L'energumeno che mi aveva trascinata nella stanza mi ordinò di sdraiarmi sotto il rubinetto della botte e di aprire la bocca ed io, sentendo gli sguardi colmi di aspettativa degli astanti fissati su di me, non me la sentii di rifiutare. Mi sdraiai quindi con una smorfia di disgusto sull'appiccicoso pavimento del pub e schiusi le labbra, pregando gli dèi affinché non mi venisse una qualche malattia esotica nel bere la robaccia che doveva sicuramente essere contenuta nella botte.

La fata dai capelli argentati aprì il rubinetto e un liquido d'oro piovve nella mia bocca, caldo, denso e... e maledettamente alcolico.

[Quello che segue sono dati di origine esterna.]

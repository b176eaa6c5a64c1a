use chrono::{DateTime, Utc};
use serde::{Deserialize, Serialize};
use sqlx::FromRow;
use uuid::Uuid;

/// Free-text annotation keyed to a match minute. Display only; the
/// standings aggregator never reads these.
#[derive(Debug, Clone, FromRow, Serialize, Deserialize)]
pub struct CommentaryEntry {
    pub id: Uuid,
    pub match_id: Uuid,
    pub minute: i32,
    pub comment: String,
    pub created_by: Uuid,
    pub created_at: DateTime<Utc>,
}

#[derive(Debug, Serialize, Deserialize, Clone)]
pub struct AddCommentaryRequest {
    pub minute: i32,
    pub comment: String,
}
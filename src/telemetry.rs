use tracing::subscriber::set_global_default;
use tracing::Subscriber;
use tracing_bunyan_formatter::{BunyanFormattingLayer, JsonStorageLayer};
use tracing_log::LogTracer;
use tracing_subscriber::fmt::MakeWriter;
use tracing_subscriber::{layer::SubscriberExt, EnvFilter, Registry};

/// Compose the tracing subscriber: env-filtered, bunyan-formatted JSON
/// lines to the given sink.
pub fn get_subscriber<Sink>(
    name: String,
    env_filter: String,
    sink: Sink,
) -> impl Subscriber + Send + Sync
where
    Sink: for<'a> MakeWriter<'a> + Send + Sync + 'static,
{
    let env_filter =
        EnvFilter::try_from_default_env().unwrap_or_else(|_| EnvFilter::new(env_filter));
    let formatting_layer = BunyanFormattingLayer::new(name, sink);
    Registry::default()
        .with(env_filter)
        .with(JsonStorageLayer)
        .with(formatting_layer)
}

/// Register a subscriber as global default to process span data.
/// Should only be called once.
pub fn init_subscriber(subscriber: impl Subscriber + Send + Sync) {
    LogTracer::init().expect("Failed to set logger");
    set_global_default(subscriber).expect("Failed to set subscriber");
}
// src/routes/matches.rs
use actix_web::{get, post, put, web, HttpResponse, Result};
use sqlx::PgPool;
use uuid::Uuid;

use crate::handlers::matches::{
    commentary_handler, event_handler, lineup_handler, match_handler,
};
use crate::lineup::validation::LineupPolicy;
use crate::middleware::auth::Claims;
use crate::models::commentary::AddCommentaryRequest;
use crate::models::event::{AppendEventRequest, ListEventsQuery};
use crate::models::lineup::SaveLineupRequest;
use crate::models::matches::{AdvanceStatusRequest, ScheduleMatchRequest, SetMinuteRequest};

/// Schedule a new match
#[post("")]
async fn schedule_match(
    request: web::Json<ScheduleMatchRequest>,
    pool: web::Data<PgPool>,
    claims: web::ReqData<Claims>,
) -> Result<HttpResponse> {
    match_handler::schedule_match(request, pool, claims).await
}

/// Get match detail
#[get("/{match_id}")]
async fn get_match(path: web::Path<Uuid>, pool: web::Data<PgPool>) -> Result<HttpResponse> {
    let match_id = path.into_inner();
    match_handler::get_match(match_id, pool).await
}

/// Advance the match through its lifecycle
#[put("/{match_id}/status")]
async fn advance_match_status(
    path: web::Path<Uuid>,
    request: web::Json<AdvanceStatusRequest>,
    pool: web::Data<PgPool>,
    claims: web::ReqData<Claims>,
) -> Result<HttpResponse> {
    let match_id = path.into_inner();
    match_handler::advance_match_status(match_id, request, pool, claims).await
}

/// Update the manual match clock
#[put("/{match_id}/minute")]
async fn set_match_minute(
    path: web::Path<Uuid>,
    request: web::Json<SetMinuteRequest>,
    pool: web::Data<PgPool>,
    claims: web::ReqData<Claims>,
) -> Result<HttpResponse> {
    let match_id = path.into_inner();
    match_handler::set_match_minute(match_id, request, pool, claims).await
}

/// Append an event to the ledger
#[post("/{match_id}/events")]
async fn append_match_event(
    path: web::Path<Uuid>,
    request: web::Json<AppendEventRequest>,
    pool: web::Data<PgPool>,
    claims: web::ReqData<Claims>,
) -> Result<HttpResponse> {
    let match_id = path.into_inner();
    event_handler::append_match_event(match_id, request, pool, claims).await
}

/// Read the event ledger
#[get("/{match_id}/events")]
async fn get_match_events(
    path: web::Path<Uuid>,
    query: web::Query<ListEventsQuery>,
    pool: web::Data<PgPool>,
) -> Result<HttpResponse> {
    let match_id = path.into_inner();
    event_handler::get_match_events(match_id, query, pool).await
}

/// Retract an event with a compensating record
#[post("/{match_id}/events/{event_id}/void")]
async fn void_match_event(
    path: web::Path<(Uuid, Uuid)>,
    pool: web::Data<PgPool>,
    claims: web::ReqData<Claims>,
) -> Result<HttpResponse> {
    let (match_id, event_id) = path.into_inner();
    event_handler::void_match_event(match_id, event_id, pool, claims).await
}

/// Replace a team's lineup
#[put("/{match_id}/lineups/{team_id}")]
async fn save_team_lineup(
    path: web::Path<(Uuid, Uuid)>,
    request: web::Json<SaveLineupRequest>,
    pool: web::Data<PgPool>,
    policy: web::Data<LineupPolicy>,
    claims: web::ReqData<Claims>,
) -> Result<HttpResponse> {
    let (match_id, team_id) = path.into_inner();
    lineup_handler::save_team_lineup(match_id, team_id, request, pool, policy, claims).await
}

/// Get a team's lineup
#[get("/{match_id}/lineups/{team_id}")]
async fn get_team_lineup(
    path: web::Path<(Uuid, Uuid)>,
    pool: web::Data<PgPool>,
    policy: web::Data<LineupPolicy>,
) -> Result<HttpResponse> {
    let (match_id, team_id) = path.into_inner();
    lineup_handler::get_team_lineup(match_id, team_id, pool, policy).await
}

/// Add free-text commentary
#[post("/{match_id}/commentary")]
async fn add_match_commentary(
    path: web::Path<Uuid>,
    request: web::Json<AddCommentaryRequest>,
    pool: web::Data<PgPool>,
    claims: web::ReqData<Claims>,
) -> Result<HttpResponse> {
    let match_id = path.into_inner();
    commentary_handler::add_match_commentary(match_id, request, pool, claims).await
}

/// Get the commentary feed
#[get("/{match_id}/commentary")]
async fn get_match_commentary(
    path: web::Path<Uuid>,
    pool: web::Data<PgPool>,
) -> Result<HttpResponse> {
    let match_id = path.into_inner();
    commentary_handler::get_match_commentary(match_id, pool).await
}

Le mie guance si riempirono di quello che sembrava fuoco liquido e io, per non soffocare, mi trovai costretta ad inghiottirlo fino all'ultima goccia, combattendo contro i conati di vomito.

Mi misi quindi in ginocchio e tossii fino alle lacrime, sputacchiando: «Questa... è... maledetta benzina! È cherosene! Voi mi volete ammazzare!».

L'omaccione mi tirò in piedi sollevandomi per la collottola e mi diede una poderosa pacca sulla schiena, facendomi barcollare in avanti: «Cittadina!» tuonò, e tutti i presenti gli fecero il coro.

Io mi districai fra le braccia delle fate e raggiunsi Labhraidh, relegato in un angolino a godersi lo spettacolo.

«Da' qua, per favore!» gli dissi, agguantando il suo boccale di sidro e tracannandone più della metà al solo scopo di cancellare dalle mie papille gustative l'orrenda sensazione di avere ancora quel fuoco bollente in bocca.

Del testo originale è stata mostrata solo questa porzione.